HAVANA, May 26th The president of Cuba announced Wednesday that his country will not attend next month’s Summit of the Americas, a major conference to take place in Los Angeles after the U.S. refused to extend a proper invitation.
The decision throws the summit, which is crucial to the U.S.’ ability to demonstrate its influence in the Western Hemisphere, into further disarray.
President Miguel Díaz-Canel said on Twitter that « under no circumstance » would he attend. His comments came after days of speculation and an attempt by the Biden administration to find a compromise that would absolve it of having to invite a « non-democratic » government — while avoiding the risk of infuriating much of Latin America.
When Brian Nichols, assistant secretary of State for the Western Hemisphere, told The Times and other media last month that the U.S. would not invite Cuba, the backlash was swift. Mexican President Andrés Manuel López Obrador threatened to boycott if the U.S. government, as the host of the event, did not invite all the countries of the hemisphere.
A regional summit hosted by the U.S. without Mexico’s attendance would be seen as a major embarrassment for the Biden administration.
In addition to excluding Cuba, the administration plans to leave Nicaragua and Venezuela off the guest list. All have authoritarian governments that Washington considers to be in violation of the democratic spirit that the hemispheric conference is supposed to promote.
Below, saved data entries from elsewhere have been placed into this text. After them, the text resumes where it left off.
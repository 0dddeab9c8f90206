//! Resolves the runtime configuration.
//!
//! Precedence, highest first: command line (and `TORBOT_ENDPOINT`), the RON
//! file given with `--config`, built-in defaults.

use std::fs;
use std::path::{Path, PathBuf};
use std::time::Duration;

use client_logging::{LogDestination, LogSettings};
use log::LevelFilter;
use serde::Deserialize;
use thiserror::Error;
use torbot_transport::{TransportError, TransportSettings, DEFAULT_ENDPOINT};

use super::cli::{Cli, LogTarget};

#[derive(Debug, Error)]
pub enum ConfigError {
    #[error("failed to read config file {path:?}: {source}")]
    Read {
        path: PathBuf,
        source: std::io::Error,
    },
    #[error("failed to parse config file {path:?}: {source}")]
    Parse {
        path: PathBuf,
        source: ron::error::SpannedError,
    },
    #[error("bad endpoint: {0}")]
    Endpoint(#[from] TransportError),
    #[error("unknown log level {0:?}")]
    LogLevel(String),
}

/// On-disk configuration. Every key is optional.
#[derive(Debug, Clone, Default, PartialEq, Eq, Deserialize)]
#[serde(default, deny_unknown_fields)]
pub struct FileConfig {
    pub endpoint: Option<String>,
    pub connect_timeout_ms: Option<u64>,
    pub log_file: Option<PathBuf>,
    pub log_level: Option<String>,
    pub log_to: Option<LogTarget>,
}

impl FileConfig {
    pub fn load(path: &Path) -> Result<Self, ConfigError> {
        let content = fs::read_to_string(path).map_err(|source| ConfigError::Read {
            path: path.to_path_buf(),
            source,
        })?;
        ron::from_str(&content).map_err(|source| ConfigError::Parse {
            path: path.to_path_buf(),
            source,
        })
    }
}

#[derive(Debug, Clone, PartialEq, Eq)]
pub struct AppConfig {
    pub transport: TransportSettings,
    pub log: LogSettings,
}

impl AppConfig {
    pub fn resolve(cli: &Cli) -> Result<Self, ConfigError> {
        let file = match &cli.config {
            Some(path) => FileConfig::load(path)?,
            None => FileConfig::default(),
        };
        Self::merge(cli, file)
    }

    fn merge(cli: &Cli, file: FileConfig) -> Result<Self, ConfigError> {
        let endpoint = cli
            .endpoint
            .as_deref()
            .or(file.endpoint.as_deref())
            .unwrap_or(DEFAULT_ENDPOINT);
        let mut transport = TransportSettings::new(TransportSettings::parse_endpoint(endpoint)?);
        transport.connect_timeout = cli
            .connect_timeout_ms
            .or(file.connect_timeout_ms)
            .map(Duration::from_millis);

        let mut log = LogSettings::default();
        if let Some(level) = cli.log_level.as_ref().or(file.log_level.as_ref()) {
            log.level = level
                .parse::<LevelFilter>()
                .map_err(|_| ConfigError::LogLevel(level.clone()))?;
        }
        if let Some(path) = cli.log_file.clone().or(file.log_file) {
            log.file = path;
        }
        if let Some(target) = cli.log_to.or(file.log_to) {
            log.destination = LogDestination::from(target);
        }

        Ok(Self { transport, log })
    }
}

#[cfg(test)]
mod tests {
    use super::*;
    use pretty_assertions::assert_eq;

    fn write_config(dir: &tempfile::TempDir, content: &str) -> PathBuf {
        let path = dir.path().join("torbot.ron");
        fs::write(&path, content).unwrap();
        path
    }

    #[test]
    fn defaults_without_file_or_flags() {
        let config = AppConfig::resolve(&Cli::default()).unwrap();

        assert_eq!(config.transport, TransportSettings::default());
        assert_eq!(config.transport.connect_timeout, None);
        assert_eq!(config.log, LogSettings::default());
    }

    #[test]
    fn file_values_apply_and_flags_override_them() {
        let dir = tempfile::tempdir().unwrap();
        let path = write_config(
            &dir,
            r#"(
                endpoint: Some("http://crawler.local:9000/LIVE"),
                connect_timeout_ms: Some(1500),
                log_level: Some("debug"),
                log_to: Some(both),
            )"#,
        );

        let from_file = AppConfig::resolve(&Cli {
            config: Some(path.clone()),
            ..Cli::default()
        })
        .unwrap();
        assert_eq!(
            from_file.transport.endpoint.as_str(),
            "http://crawler.local:9000/LIVE"
        );
        assert_eq!(
            from_file.transport.connect_timeout,
            Some(Duration::from_millis(1500))
        );
        assert_eq!(from_file.log.level, LevelFilter::Debug);
        assert_eq!(from_file.log.destination, LogDestination::Both);

        let overridden = AppConfig::resolve(&Cli {
            config: Some(path),
            endpoint: Some("https://other.local/LIVE".to_string()),
            log_level: Some("warn".to_string()),
            ..Cli::default()
        })
        .unwrap();
        assert_eq!(overridden.transport.endpoint.as_str(), "https://other.local/LIVE");
        assert_eq!(overridden.log.level, LevelFilter::Warn);
        assert_eq!(overridden.log.destination, LogDestination::Both);
    }

    #[test]
    fn invalid_values_are_startup_errors() {
        let err = AppConfig::resolve(&Cli {
            endpoint: Some("not a url".to_string()),
            ..Cli::default()
        })
        .unwrap_err();
        assert!(matches!(err, ConfigError::Endpoint(_)));

        let err = AppConfig::resolve(&Cli {
            log_level: Some("loud".to_string()),
            ..Cli::default()
        })
        .unwrap_err();
        assert!(matches!(err, ConfigError::LogLevel(level) if level == "loud"));
    }

    #[test]
    fn unreadable_or_unknown_keys_fail() {
        let dir = tempfile::tempdir().unwrap();
        let err = FileConfig::load(&dir.path().join("missing.ron")).unwrap_err();
        assert!(matches!(err, ConfigError::Read { .. }));

        let path = write_config(&dir, "(colour: Some(\"red\"))");
        let err = FileConfig::load(&path).unwrap_err();
        assert!(matches!(err, ConfigError::Parse { .. }));
    }
}
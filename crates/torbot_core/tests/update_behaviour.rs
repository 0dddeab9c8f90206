use std::sync::Once;

use pretty_assertions::assert_eq;
use torbot_core::{
    update, AppState, Effect, FormState, LinkClass, LinkResultSet, Msg, Operation, OperationStep,
    RequestOutcome, ResultRow, ScreenView,
};

fn init_logging() {
    static INIT: Once = Once::new();
    INIT.call_once(client_logging::initialize_for_tests);
}

fn fill_form(state: AppState, operation: Operation, url: &str) -> AppState {
    let (state, _) = update(state, Msg::OperationSelected(operation.label().to_string()));
    let (state, _) = update(state, Msg::TargetUrlChanged(url.to_string()));
    state
}

fn submit(state: AppState) -> (AppState, Vec<Effect>) {
    update(state, Msg::SubmitClicked)
}

fn resolve(state: AppState, request_id: u64, outcome: RequestOutcome) -> (AppState, Vec<Effect>) {
    update(
        state,
        Msg::RequestResolved {
            request_id,
            outcome,
        },
    )
}

fn results_rows(state: &AppState) -> Vec<ResultRow> {
    match state.view().screen {
        ScreenView::Results(results) => results.rows,
        ScreenView::Form(_) => panic!("expected results view"),
    }
}

#[test]
fn placeholder_operations_submit_as_noop() {
    init_logging();
    for operation in [Operation::RetrieveEmails, Operation::RetrieveInfo] {
        let state = fill_form(AppState::new(), operation, "http://example.com");
        let before = state.form().unwrap().form().clone();

        let (mut next, effects) = submit(state);

        assert!(effects.is_empty());
        assert_eq!(next.form().unwrap().form(), &before);
        assert!(!next.form().unwrap().is_submitting());
        assert!(next.consume_dirty());
        let (mut again, effects) = submit(next);
        assert!(effects.is_empty());
        assert!(!again.consume_dirty());
    }
}

#[test]
fn url_retrieval_emits_request_and_freezes_form() {
    init_logging();
    let state = fill_form(AppState::new(), Operation::RetrieveUrls, "http://example.com");

    let (state, effects) = submit(state);

    assert_eq!(
        effects,
        vec![Effect::SubmitRequest {
            request_id: 1,
            operation: Operation::RetrieveUrls,
            website: "http://example.com".to_string(),
        }]
    );
    let form = state.form().unwrap();
    assert!(form.is_submitting());
    match state.view().screen {
        ScreenView::Form(view) => assert!(view.submitting),
        ScreenView::Results(_) => panic!("still on the form while submitting"),
    }

    // Second submit while in flight is swallowed, input is frozen.
    let (state, effects) = submit(state);
    assert!(effects.is_empty());
    let (state, _) = update(state, Msg::TargetUrlChanged("http://other.com".to_string()));
    let (state, _) = update(state, Msg::OperationStepped(OperationStep::Next));
    assert_eq!(state.form().unwrap().form().target_url, "http://example.com");
    assert_eq!(state.form().unwrap().form().operation, Operation::RetrieveUrls);
}

#[test]
fn empty_target_url_still_submits() {
    init_logging();
    let state = fill_form(AppState::new(), Operation::RetrieveUrls, "");

    let (_state, effects) = submit(state);

    assert_eq!(
        effects,
        vec![Effect::SubmitRequest {
            request_id: 1,
            operation: Operation::RetrieveUrls,
            website: String::new(),
        }]
    );
}

#[test]
fn success_switches_to_ordered_results() {
    init_logging();
    let state = fill_form(AppState::new(), Operation::RetrieveUrls, "http://example.com");
    let (state, _) = submit(state);

    let links = LinkResultSet::from_pairs([("http://a.com", true), ("http://b.com", false)]);
    let (state, effects) = resolve(state, 1, RequestOutcome::Success(links));

    assert!(effects.is_empty());
    assert!(state.form().is_none());
    assert_eq!(
        results_rows(&state),
        vec![
            ResultRow {
                ordinal: 1,
                link: "http://a.com".to_string(),
                class: LinkClass::Good,
            },
            ResultRow {
                ordinal: 2,
                link: "http://b.com".to_string(),
                class: LinkClass::Bad,
            },
        ]
    );
    match state.view().screen {
        ScreenView::Results(view) => {
            assert_eq!(view.good, 1);
            assert_eq!(view.bad, 1);
        }
        ScreenView::Form(_) => unreachable!(),
    }
}

#[test]
fn repeated_links_render_once() {
    init_logging();
    let state = fill_form(AppState::new(), Operation::RetrieveUrls, "http://example.com");
    let (state, _) = submit(state);

    let links = LinkResultSet::from_pairs([
        ("http://a.com", true),
        ("http://b.com", false),
        ("http://a.com", true),
    ]);
    let (state, _) = resolve(state, 1, RequestOutcome::Success(links));

    let rows: Vec<_> = results_rows(&state)
        .into_iter()
        .map(|row| (row.ordinal, row.link))
        .collect();
    assert_eq!(
        rows,
        vec![(1, "http://a.com".to_string()), (2, "http://b.com".to_string())]
    );
}

#[test]
fn back_always_restores_default_form() {
    init_logging();
    let state = fill_form(AppState::new(), Operation::RetrieveUrls, "http://example.com");
    let (state, _) = submit(state);
    let (state, _) = resolve(
        state,
        1,
        RequestOutcome::Success(LinkResultSet::from_pairs([("http://a.com", true)])),
    );

    let (mut state, effects) = update(state, Msg::BackClicked);

    assert!(effects.is_empty());
    assert!(state.consume_dirty());
    assert!(state.results().is_none());
    let form = state.form().unwrap();
    assert_eq!(form.form(), &FormState::default());
    assert_eq!(form.form().operation, Operation::RetrieveEmails);
    assert_eq!(form.form().target_url, "");
    assert!(!form.is_submitting());
}

#[test]
fn failure_returns_to_editing_with_input_and_one_notification() {
    init_logging();
    let state = fill_form(AppState::new(), Operation::RetrieveUrls, "http://example.com");
    let (state, _) = submit(state);

    let (state, effects) = resolve(
        state,
        1,
        RequestOutcome::Failure("network error: connection refused".to_string()),
    );

    assert_eq!(
        effects,
        vec![Effect::Notify {
            message: "network error: connection refused".to_string(),
        }]
    );
    let form = state.form().unwrap();
    assert!(!form.is_submitting());
    assert_eq!(form.form().target_url, "http://example.com");
    assert_eq!(form.form().operation, Operation::RetrieveUrls);
    assert_eq!(
        state.view().notification.as_deref(),
        Some("network error: connection refused")
    );

    // A duplicate delivery of the same outcome raises nothing further.
    let (state, effects) = resolve(state, 1, RequestOutcome::Failure("again".to_string()));
    assert!(effects.is_empty());
    assert_eq!(state.notification(), Some("network error: connection refused"));
}

#[test]
fn notification_blocks_input_until_dismissed() {
    init_logging();
    let state = fill_form(AppState::new(), Operation::RetrieveUrls, "http://example.com");
    let (state, _) = submit(state);
    let (state, _) = resolve(state, 1, RequestOutcome::Failure("boom".to_string()));

    let (state, effects) = submit(state);
    assert!(effects.is_empty());
    let (state, _) = update(state, Msg::TargetUrlChanged("http://x.com".to_string()));
    assert_eq!(state.form().unwrap().form().target_url, "http://example.com");

    let (state, _) = update(state, Msg::NotificationDismissed);
    assert_eq!(state.notification(), None);

    // Resubmitting after dismissal allocates a fresh request id.
    let (_state, effects) = submit(state);
    assert_eq!(
        effects,
        vec![Effect::SubmitRequest {
            request_id: 2,
            operation: Operation::RetrieveUrls,
            website: "http://example.com".to_string(),
        }]
    );
}

#[test]
fn stale_outcomes_are_discarded() {
    init_logging();
    let state = fill_form(AppState::new(), Operation::RetrieveUrls, "http://example.com");
    let (state, _) = submit(state);

    // Unknown id while submitting.
    let (mut state, effects) = resolve(
        state,
        99,
        RequestOutcome::Success(LinkResultSet::from_pairs([("http://late.com", true)])),
    );
    assert!(effects.is_empty());
    assert!(state.form().unwrap().is_awaiting(1));
    assert!(state.consume_dirty());
    let (mut state, _) = resolve(state, 99, RequestOutcome::Failure("late".to_string()));
    assert!(!state.consume_dirty());

    // Outcome arriving after the view already moved on to results and back.
    let (state, _) = resolve(
        state,
        1,
        RequestOutcome::Success(LinkResultSet::from_pairs([("http://a.com", true)])),
    );
    let (state, _) = update(state, Msg::BackClicked);
    let before = state.clone();
    let (state, effects) = resolve(
        state,
        1,
        RequestOutcome::Success(LinkResultSet::from_pairs([("http://b.com", true)])),
    );
    assert!(effects.is_empty());
    assert_eq!(state, before);
}

#[test]
fn invalid_operation_label_is_rejected() {
    init_logging();
    let state = AppState::new();
    let before = state.clone();

    let (mut next, effects) = update(state, Msg::OperationSelected("Analyze".to_string()));

    assert!(effects.is_empty());
    assert_eq!(next, before);
    assert!(!next.consume_dirty());
}

#[test]
fn operation_selector_cycles_through_fixed_set() {
    init_logging();
    let state = AppState::new();
    let (state, _) = update(state, Msg::OperationStepped(OperationStep::Next));
    assert_eq!(state.form().unwrap().form().operation, Operation::RetrieveUrls);
    let (state, _) = update(state, Msg::OperationStepped(OperationStep::Previous));
    let (state, _) = update(state, Msg::OperationStepped(OperationStep::Previous));
    assert_eq!(state.form().unwrap().form().operation, Operation::RetrieveInfo);

    match state.view().screen {
        ScreenView::Form(view) => {
            let selected: Vec<_> = view
                .operations
                .iter()
                .filter(|option| option.selected)
                .map(|option| option.label)
                .collect();
            assert_eq!(selected, vec!["Retrieve Information"]);
            assert_eq!(view.operations.len(), 3);
        }
        ScreenView::Results(_) => panic!("expected form"),
    }
}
After Mexico’s threat, a cascade of boycotts seemed to be in the offing. Several Caribbean countries balked at attending, though several have since backed off — Guatemala said it was staying home after the U.S. criticized its handling of official corruption cases, and the right-wing president of Brazil, the largest country in Latin America, said he also would not attend.
A major ally of former President Trump, Jair Bolsonaro is angry at U.S. and other Western criticism of his handling of the depredation of the Amazon.
The Summit of the Americas is held every three or four years and was inaugurated in Miami in 1994, the last time that the U.S. was the host.
Cuba was excluded or chose not to attend most of the time until 2015, when, at the summit in Panama, Raul Castro famously met and shook hands with then-President Obama, opening the way to a historic thawing of Cold War-era relations between Washington and Havana that has since backtracked under Trump and with Biden.
Díaz-Canel, the first non-Castro to lead the communist-ruled country in more than half a century, lamented the U.S. position for failing to be « inclusive. »
« We share the position adopted by the leaders of the region who have firmly stated that all countries should be invited on an equal footing » to the summit, he said on Twitter.
« We appreciate the courageous and dignified standing adopted by the countries that have raised their voices against exclusions, » he wrote.
One idea that U.S. officials have floated, more so in Washington than in Latin America, was to invite a lesser-level Cuban official, potentially someone from the Foreign Ministry, and possibly as an observer instead of as a full participant. But Cuban sources told The Times that such an arrangement would not be acceptable.
Neither the White House nor the State Department responded to a request for comment Wednesday night.